10 Aralık 2015 Perşembe

Hobsbawm: Tarih Laik bir eskatoloji değildir.

Eric Hobsbawm 

http://www.theguardian.com/books/2012/oct/01/eric-hobsbawm-quotes

...Peki, tarih benzeri görülmedik şeyler hakkında başka ne söyleyebilir? Aslında bu, insanın evriminin doğrultusu ve mekanizmasıyla ilgili bir sorudur. Zira, hoşa gitsin gitmesin (ki bundan hoşlanmayan tarihçilerin sayısı hiç de az değildir), tek nedeni hepimizin yanıtını bilmek istememiz olsa bile, tarihte kaçılamayacak bir temel soru vardır. O da şudur: İnsanlık mağara adamından uzay gezgini durumuna, eski devirlerdeki uzun, az dişli kaplanlardan korktuğumuz zamandan nükleer patlamalardan korktuğumuz bir zamana (yani, doğanın getirdiği tehlikelerden değil, biz insanların, kendimizin yarattığı şeylerden korktuğumuz bir çağa) nasıl gelebilmiştir? Bu soruyu tarihin özüyle ilgili bir sorun yapan şey, insanların yakın zamanlarda eski devirlere göre daha uzun boylu ve daha kilolu olmakla birlikte biyolojik açıdan yazılı kayıtların ilk anlarındakiyle aynı kalmalarıdır. Üstelik bu süre çok uzun da değildir; ilk şehrin kuruluşundan bu yana herhalde 12.000 yıl kadar, tarımın icadından bugüne kadar ise belki biraz daha uzun bir süre geçmiştir.

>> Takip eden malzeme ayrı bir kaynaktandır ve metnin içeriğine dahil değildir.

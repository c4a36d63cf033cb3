// src/error.rs

//! Crate-level error type
//!
//! Each layer has its own error enum (`ConfigError` for loading tables,
//! `SolveError` for the mass balance). `Error` wraps both and adds the
//! lookup failures that only make sense once a `Pantry` exists.

use thiserror::Error;

use crate::config::ConfigError;
use crate::solver::SolveError;

/// Errors surfaced by the public API
#[derive(Debug, Error)]
pub enum Error {
    /// Recipe or unit tables could not be loaded or failed validation
    #[error(transparent)]
    Config(#[from] ConfigError),

    /// The mass balance could not be solved
    #[error(transparent)]
    Solve(#[from] SolveError),

    /// Requested recipe is not in the recipe book
    #[error("Unknown recipe '{name}' (available: {available})")]
    UnknownRecipe { name: String, available: String },

    /// An ingredient has no entry in the conversion table
    #[error("No unit conversion for ingredient '{0}'")]
    MissingConversion(String),

    /// Report could not be serialized
    #[error("Failed to serialize report: {0}")]
    Serialize(#[from] serde_json::Error),
}

impl Error {
    /// True for errors caused by the caller's request rather than by
    /// configuration or numerics
    pub fn is_input_error(&self) -> bool {
        matches!(
            self,
            Error::UnknownRecipe { .. } | Error::Solve(SolveError::NonPositiveMass(_))
        )
    }
}

/// Result type for levain operations
pub type Result<T> = std::result::Result<T, Error>;

#[cfg(test)]
mod tests {
    use super::*;

    #[test]
    fn test_unknown_recipe_message() {
        let err = Error::UnknownRecipe {
            name: "rye".to_string(),
            available: "bagel, sour".to_string(),
        };
        assert_eq!(err.to_string(), "Unknown recipe 'rye' (available: bagel, sour)");
        assert!(err.is_input_error());
    }

    #[test]
    fn test_solve_error_is_transparent() {
        let err: Error = SolveError::NonPositiveMass(-5.0).into();
        assert!(err.to_string().contains("-5"));
        assert!(err.is_input_error());

        let err: Error = SolveError::Domain {
            parameter: "sour_factor".to_string(),
            value: 0.0,
        }
        .into();
        assert!(err.to_string().contains("sour_factor"));
        assert!(!err.is_input_error());
    }
}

Biz antik Mezopotamyalılar ya da Çinlilerden daha zeki değiliz. Fakat insan topluluklarının yaşama ve faaliyet gösterme biçimlerinde o zamandan beri çok köklü değişiklikler olduğu da gerçektir. Yeri gelmişken değinelim, bu özel amaca hizmet eden sosyo-biyolojinin anlamını yitirmiş olması bundan dolayıdır. Ayrıca, biraz daha tereddütlü olsam bile, çeşitli tipteki insan topluluklarının (hem Eskimoların hem Japonların) ortak özellikleri üzerinde odaklanan belli türdeki bir toplumsal antropolojinin anlamını yitirmiş olmasının da bundan kaynaklandığını ekleyeceğim. Zira, biz dikkatimizi kalıcı olanda yoğunlaştırsak bile, tarihsel bir değişim olamayacağına, yalnızca değişik bileşimler ve seçeneklerin söz konusu olabileceğine inanmadığımız sürece açıkça neyin değişmiş olduğunu açıklayamayız.

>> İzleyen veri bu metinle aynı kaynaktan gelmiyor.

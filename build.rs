// build.rs

use clap::{Arg, ArgAction, Command};
use clap_mangen::Man;
use std::env;
use std::fs;
use std::path::PathBuf;

/// Common argument: configuration directory
fn config_dir_arg() -> Arg {
    Arg::new("config_dir")
        .long("config-dir")
        .value_name("DIR")
        .env("LEVAIN_CONFIG_DIR")
        .help("Directory holding recipes.toml and units.toml")
}

/// Common argument: recipe book file
fn recipes_arg() -> Arg {
    Arg::new("recipes")
        .long("recipes")
        .value_name("FILE")
        .help("Recipe book file (.toml or .json)")
}

/// Common argument: unit conversion file
fn units_arg() -> Arg {
    Arg::new("units")
        .long("units")
        .value_name("FILE")
        .help("Unit conversion file (.toml or .json)")
}

fn build_cli() -> Command {
    Command::new("levain")
        .version(env!("CARGO_PKG_VERSION"))
        .author("Levain Contributors")
        .about("Calculate ingredient masses for starter-leavened dough")
        .subcommand_required(false)
        .arg(config_dir_arg())
        .arg(recipes_arg())
        .arg(units_arg())
        .arg(
            Arg::new("verbose")
                .short('v')
                .long("verbose")
                .action(ArgAction::Count)
                .help("More log output (-v info, -vv debug)"),
        )
        .subcommand(
            Command::new("mix")
                .about("Calculate the mass of each ingredient for a dough")
                .arg(Arg::new("total_mass").required(true).help("Mass of the finished dough in grams"))
                .arg(
                    Arg::new("starter_hydration")
                        .required(true)
                        .help("Starter hydration as a baker's ratio (water / flour), usually about 1.0"),
                )
                .arg(Arg::new("recipe").required(true).help("Name of the dough to make"))
                .arg(
                    Arg::new("format")
                        .short('f')
                        .long("format")
                        .value_parser(["text", "json"])
                        .default_value("text")
                        .help("Output format"),
                ),
        )
        .subcommand(Command::new("list").about("List available recipes"))
        .subcommand(
            Command::new("show")
                .about("Show the ratios of a recipe")
                .arg(Arg::new("recipe").required(true).help("Recipe name")),
        )
        .subcommand(
            Command::new("completions")
                .about("Generate shell completion scripts")
                .arg(
                    Arg::new("shell")
                        .required(true)
                        .value_parser(["bash", "zsh", "fish", "powershell", "elvish"])
                        .help("Shell type"),
                ),
        )
}

fn main() {
    println!("cargo:rerun-if-changed=build.rs");

    let manifest_dir = match env::var("CARGO_MANIFEST_DIR") {
        Ok(dir) => PathBuf::from(dir),
        Err(e) => {
            println!("cargo:warning=CARGO_MANIFEST_DIR not set: {}", e);
            return;
        }
    };
    let man_dir = manifest_dir.join("man");

    if let Err(e) = fs::create_dir_all(&man_dir) {
        println!("cargo:warning=Failed to create man directory: {}", e);
        return;
    }

    let man = Man::new(build_cli());
    let mut buffer = Vec::new();

    if let Err(e) = man.render(&mut buffer) {
        println!("cargo:warning=Failed to render man page: {}", e);
        return;
    }

    let man_path = man_dir.join("levain.1");
    if let Err(e) = fs::write(&man_path, buffer) {
        println!("cargo:warning=Failed to write man page: {}", e);
    }
}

Bu noktayı biraz açayım. İnsanlığın tarihsel evriminin izini sürmenin amacı, gelecekte olacakları önceden görmek değildir. Tarihsel bilgi ve anlayışın, eylemleri ile planlarını falcılığa, astrolojiye ya da sadece açık iradeciliğe dayandırmak istemeyen birinin gözünde temel önem taşıması bu durumu değiştirmez. Bir at yarışının tarihçilerin bize mutlak bir güvenle anlatabilecekleri tek sonucu, yarışın koşulmuş olduğudur. Dolayısıyla, insanın yazgısıyla ilgili umutlarımızın -ya da korkularımızın- haklı gerekçelerini keşfetmek ya da tasarlamak hiçbir şekilde mümkün değildir. Tarih, onun hedefini ister bitmek bilmeyen bir evrensel ilerleme, ister komünist bir toplum ya da başka bir şey olarak kavrayalım, laik bir eskataloji* değildir. 

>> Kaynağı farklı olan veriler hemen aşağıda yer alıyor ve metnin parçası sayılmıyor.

// src/report.rs

//! Rendering solved formulas for people
//!
//! Each component is shown in grams and in its kitchen unit:
//!
//! ```text
//!   starter: 118.944 grams (0.626023 cups)
//!   flour: 527.038 grams (4.2163 cups)
//! ```
//!
//! Numbers use the C `%g` convention (six significant digits, trailing
//! zeros dropped).

use crate::error::{Error, Result};
use crate::formula::DoughFormula;
use crate::units::ConversionTable;
use serde::Serialize;

/// Significant digits shown for every number
const SIGNIFICANT_DIGITS: i32 = 6;

/// Format a number like C's `%g`
pub fn format_general(value: f64) -> String {
    if value.is_nan() {
        return "nan".to_string();
    }
    if value.is_infinite() {
        return if value > 0.0 { "inf" } else { "-inf" }.to_string();
    }
    if value == 0.0 {
        return "0".to_string();
    }

    // Round to the shown precision first so the exponent accounts for carries
    let scientific = format!("{:.*e}", (SIGNIFICANT_DIGITS - 1) as usize, value);
    let Some((mantissa, exponent)) = scientific.split_once('e') else {
        return scientific;
    };
    let exponent: i32 = exponent.parse().unwrap_or(0);

    if exponent < -4 || exponent >= SIGNIFICANT_DIGITS {
        let sign = if exponent < 0 { '-' } else { '+' };
        format!("{}e{}{:02}", trim_fraction(mantissa), sign, exponent.abs())
    } else {
        let decimals = (SIGNIFICANT_DIGITS - 1 - exponent) as usize;
        trim_fraction(&format!("{:.*}", decimals, value)).to_string()
    }
}

fn trim_fraction(s: &str) -> &str {
    if s.contains('.') {
        s.trim_end_matches('0').trim_end_matches('.')
    } else {
        s
    }
}

/// One rendered component
#[derive(Debug, Clone, PartialEq, Serialize)]
pub struct ReportLine {
    pub name: String,
    pub grams: f64,
    pub amount: f64,
    pub unit: String,
}

impl ReportLine {
    /// `name: <grams> grams (<amount> <unit>)`
    pub fn to_text(&self) -> String {
        format!(
            "{}: {} grams ({} {})",
            self.name,
            format_general(self.grams),
            format_general(self.amount),
            self.unit
        )
    }
}

/// A formula paired with kitchen units, ready to print
#[derive(Debug, Clone, PartialEq, Serialize)]
pub struct MixReport {
    pub recipe: String,
    pub total_mass: f64,
    pub starter_hydration: f64,
    pub hydration: f64,
    pub ingredients: Vec<ReportLine>,
}

impl MixReport {
    /// Convert every component of `formula`; fails if a unit is missing
    pub fn new(formula: &DoughFormula, units: &ConversionTable) -> Result<Self> {
        let ingredients = formula
            .iter()
            .map(|entry| {
                let conversion = units
                    .get(&entry.name)
                    .ok_or_else(|| Error::MissingConversion(entry.name.clone()))?;
                Ok(ReportLine {
                    name: entry.name.clone(),
                    grams: entry.grams,
                    amount: conversion.convert(entry.grams),
                    unit: conversion.unit.clone(),
                })
            })
            .collect::<Result<Vec<_>>>()?;

        Ok(Self {
            recipe: formula.recipe().to_string(),
            total_mass: formula.total(),
            starter_hydration: formula.starter_hydration(),
            hydration: formula.hydration(),
            ingredients,
        })
    }

    /// Header plus one indented line per component
    pub fn to_text(&self) -> String {
        let mut out = format!(
            "{} ({} grams, starter hydration {}):\n",
            self.recipe,
            format_general(self.total_mass),
            format_general(self.starter_hydration)
        );
        for line in &self.ingredients {
            out.push_str(&format!("  {}\n", line.to_text()));
        }
        out
    }

    pub fn to_json(&self) -> Result<String> {
        Ok(serde_json::to_string_pretty(self)?)
    }
}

Bu tür hedefler bizim tarihe yüklediğimiz, ama ondan türetemeyeceğimiz şeylerdir. Tarihin yapabileceği, genelde tarihsel değişimin, özelde ise insan toplumlarının son birkaç yüzyılda dramatik ölçüde hızlanmış ve kapsamlı değişikliklerle gerçekleştirdiği dönüşümlerinin genel şemaları ile mekanizmalarını açığa çıkarmaktır.
* İnsanın ve dünyanın sonunu, öbür dünyayı anlamaya çalışan Tanrıbilim kolu.

E. Hobsbawm, “Tarih Üzerine”nin içinde.